Netflix reports dramatic slowdown in subscribers


Netflix shares fell as much as 11% in after-hours trading after reporting a large miss in subscriber numbers in its first-quarter earnings report. The company also said it only expects to add about 1 million subscribers in the current quarter.

Here are the key numbers:

  • Earnings per share (EPS): $3.75, vs $2.97 expected, according to Refinitiv survey of analysts
  • Revenue: $7.16 billion, vs $7.13 billion expected, according to Refinitiv
  • Global paid net subscriber additions: 3.98 million vs 6.2 million expected, according to Factset

Netflix said the slowdown in subscriber numbers could be blamed on the ongoing coronavirus pandemic, which forced the company to delay some of its big-name shows and films.

“We believe paid membership growth slowed due to the big Covid-19 pull forward in 2020 and a lighter content slate in the first half of this year, due to Covid-19 production delays,” Netflix said in its letter to shareholders.

Netflix has continued to hold itself against a bevy of competitors including Disney‘s Disney+ and Hulu, AT&T‘s HBO Max, Apple TV+, Amazon Prime and Comcast NBCUniversal’s Peacock. The company said in its report that it doesn’t believe competition played a factor in the weak subscriber numbers.

“We don’t believe competitive intensity materially changed in the quarter or was a material factor in the variance as the over-forecast was across all of our regions,” according to the report.

Netflix anticipates its content to pick back up later in the year, following production delays caused by the Covid-19 pandemic.

“As we’ve noted previously, the production delays from Covid-19 in 2020 will lead to a 2021 slate that is more heavily second half weighted with a large number of returning franchises,” the company said.

The company said that production is back up and running in nearly all of its major markets. If that continues, Netflix said it expects to spend more than $17 billion in cash on content this year.

As it ramps up content spending, Netflix is also continuing to test a crackdown on password sharing. Netflix COO Greg Peters said the company is working on “making sure the people who are using a Netflix account are the ones who are authorized to do so.”

“We’ll test many things, but we’ll never roll something out that feels like turning the screws,” Co-CEO Reed Hastings said in the company’s post-earnings interview. “It’s got to feel like it makes sense to consumers, that they understand.”
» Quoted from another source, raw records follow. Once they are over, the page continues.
//! Mode state machine and circuit breaker decisions.
//!
//! Everything here is a pure function of counters and timestamps so the
//! scheduler can be driven by a simulated clock in tests.

use std::time::Duration;

use chrono::{DateTime, NaiveDate, Utc};

use crate::core::types::Mode;

/// Fixed backoff applied once the circuit breaker trips.
pub const COOLING_PERIOD: Duration = Duration::from_secs(5 * 60);

/// Decide the mode for the current iteration.
///
/// Cooling takes precedence over everything: no dispatch happens while the
/// breaker is open, even if work is available.
pub fn decide(consecutive_failures: u32, max_consecutive_failures: u32, actionable: usize) -> Mode {
    if consecutive_failures >= max_consecutive_failures {
        Mode::Cooling
    } else if actionable == 0 {
        Mode::Idle
    } else {
        Mode::Active
    }
}

/// True if a heartbeat should be emitted now.
///
/// The first heartbeat of a session is due immediately; afterwards at most one
/// per `interval`.
pub fn heartbeat_due(last: Option<DateTime<Utc>>, now: DateTime<Utc>, interval: Duration) -> bool {
    match last {
        None => true,
        Some(last) => elapsed(last, now) >= interval,
    }
}

/// True if the calendar day (UTC) rolled over since the last summary.
pub fn summary_due(last_day: NaiveDate, now: DateTime<Utc>, enabled: bool) -> bool {
    enabled && now.date_naive() != last_day
}

/// Non-negative wall-clock distance; a clock that moved backwards counts as zero.
pub fn elapsed(from: DateTime<Utc>, to: DateTime<Utc>) -> Duration {
    (to - from).to_std().unwrap_or(Duration::ZERO)
}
Historically, the company hasn’t done much to combat password sharing among its users, as subscriber growth and stock price likely offset its concerns around lost revenue. However, Netflix has been reconsidering.
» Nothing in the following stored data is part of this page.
//! Generate source stubs or JSON Schema data definitions.
//!
//! Items that talk about schemas, definitions, records or payloads get a
//! schema file; everything else gets a Rust stub. Existing files are kept.

use std::fs;
use std::path::PathBuf;

use anyhow::{Context, Result, anyhow};
use serde_json::{Value, json};
use tracing::{debug, info};

use super::naming::{camel_case, rust_ident, slug};
use super::templates::render_stub;
use super::{Handler, settle};
use crate::core::scorer::{has_stem, words};
use crate::core::types::{HandlerResult, WorkItem};

const SCHEMA_STEMS: &[&str] = &["schema", "defin", "record", "payload", "format"];
const MAX_NAME_WORDS: usize = 4;

#[derive(Debug, Clone)]
pub struct BuildHandler {
    stub_dir: PathBuf,
    schema_dir: PathBuf,
}

/// What a build item turns into.
#[derive(Debug, Clone, Copy, PartialEq, Eq)]
pub enum BuildKind {
    Stub,
    Schema,
}

impl BuildHandler {
    pub fn new(stub_dir: PathBuf, schema_dir: PathBuf) -> Self {
        Self {
            stub_dir,
            schema_dir,
        }
    }

    pub fn kind(text: &str) -> BuildKind {
        let lower = text.to_lowercase();
        if has_stem(&words(&lower), SCHEMA_STEMS) {
            BuildKind::Schema
        } else {
            BuildKind::Stub
        }
    }

    fn build(&self, item: &WorkItem) -> Result<HandlerResult> {
        match Self::kind(&item.text) {
            BuildKind::Schema => self.write_schema(item),
            BuildKind::Stub => self.write_stub(item),
        }
    }

    fn write_schema(&self, item: &WorkItem) -> Result<HandlerResult> {
        let name = slug(&item.text, "-", MAX_NAME_WORDS)
            .ok_or_else(|| anyhow!("cannot name schema for: {}", item.text))?;
        let path = self.schema_dir.join(format!("{name}.schema.json"));
        if path.exists() {
            debug!(path = %path.display(), "schema exists, skipping");
            return Ok(HandlerResult::ok(format!("exists: {}", path.display())));
        }

        let schema = data_definition(&name, &item.text);
        jsonschema::validator_for(&schema)
            .map_err(|err| anyhow!("generated schema does not compile: {}", err))?;

        fs::create_dir_all(&self.schema_dir)
            .with_context(|| format!("create directory {}", self.schema_dir.display()))?;
        let mut buf = serde_json::to_string_pretty(&schema).context("serialize schema")?;
        buf.push('\n');
        fs::write(&path, buf).with_context(|| format!("write {}", path.display()))?;
        info!(path = %path.display(), "wrote data definition");
        Ok(HandlerResult::ok(format!("created {}", path.display())))
    }

    fn write_stub(&self, item: &WorkItem) -> Result<HandlerResult> {
        let name = slug(&item.text, "_", MAX_NAME_WORDS)
            .map(|slug| rust_ident(&slug, "stub"))
            .ok_or_else(|| anyhow!("cannot name stub for: {}", item.text))?;
        let path = self.stub_dir.join(format!("{name}.rs"));
        if path.exists() {
            debug!(path = %path.display(), "stub exists, skipping");
            return Ok(HandlerResult::ok(format!("exists: {}", path.display())));
        }

        let contents = render_stub(&name, &camel_case(&name), item)?;
        fs::create_dir_all(&self.stub_dir)
            .with_context(|| format!("create directory {}", self.stub_dir.display()))?;
        fs::write(&path, contents).with_context(|| format!("write {}", path.display()))?;
        info!(path = %path.display(), "wrote source stub");
        Ok(HandlerResult::ok(format!("created {}", path.display())))
    }
}

impl Handler for BuildHandler {
    fn execute(&self, item: &WorkItem) -> HandlerResult {
        settle(self.build(item))
    }
}

/// Open object schema: a starting point for a human to tighten.
fn data_definition(name: &str, description: &str) -> Value {
    json!({
        "$schema": "https://json-schema.org/draft/2020-12/schema",
        "$id": format!("{name}.schema.json"),
        "title": camel_case(name),
        "description": description,
        "type": "object",
        "properties": {},
        "additionalProperties": true
    })
}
Still, the company’s revenue grew 24% year over year and was in line with its beginning of quarter forecast, Netflix said. It also delivered a strong beat on earnings compared to Street estimates.

Netflix also approved a buyback program to repurchase up to $5 billion in common stock, beginning in 2021 with no fixed expiration date. That’s expected to begin the quarter, the company said.

“The key is the business remains healthy … and the business is still growing,” CFO Spencer Neumann told investors.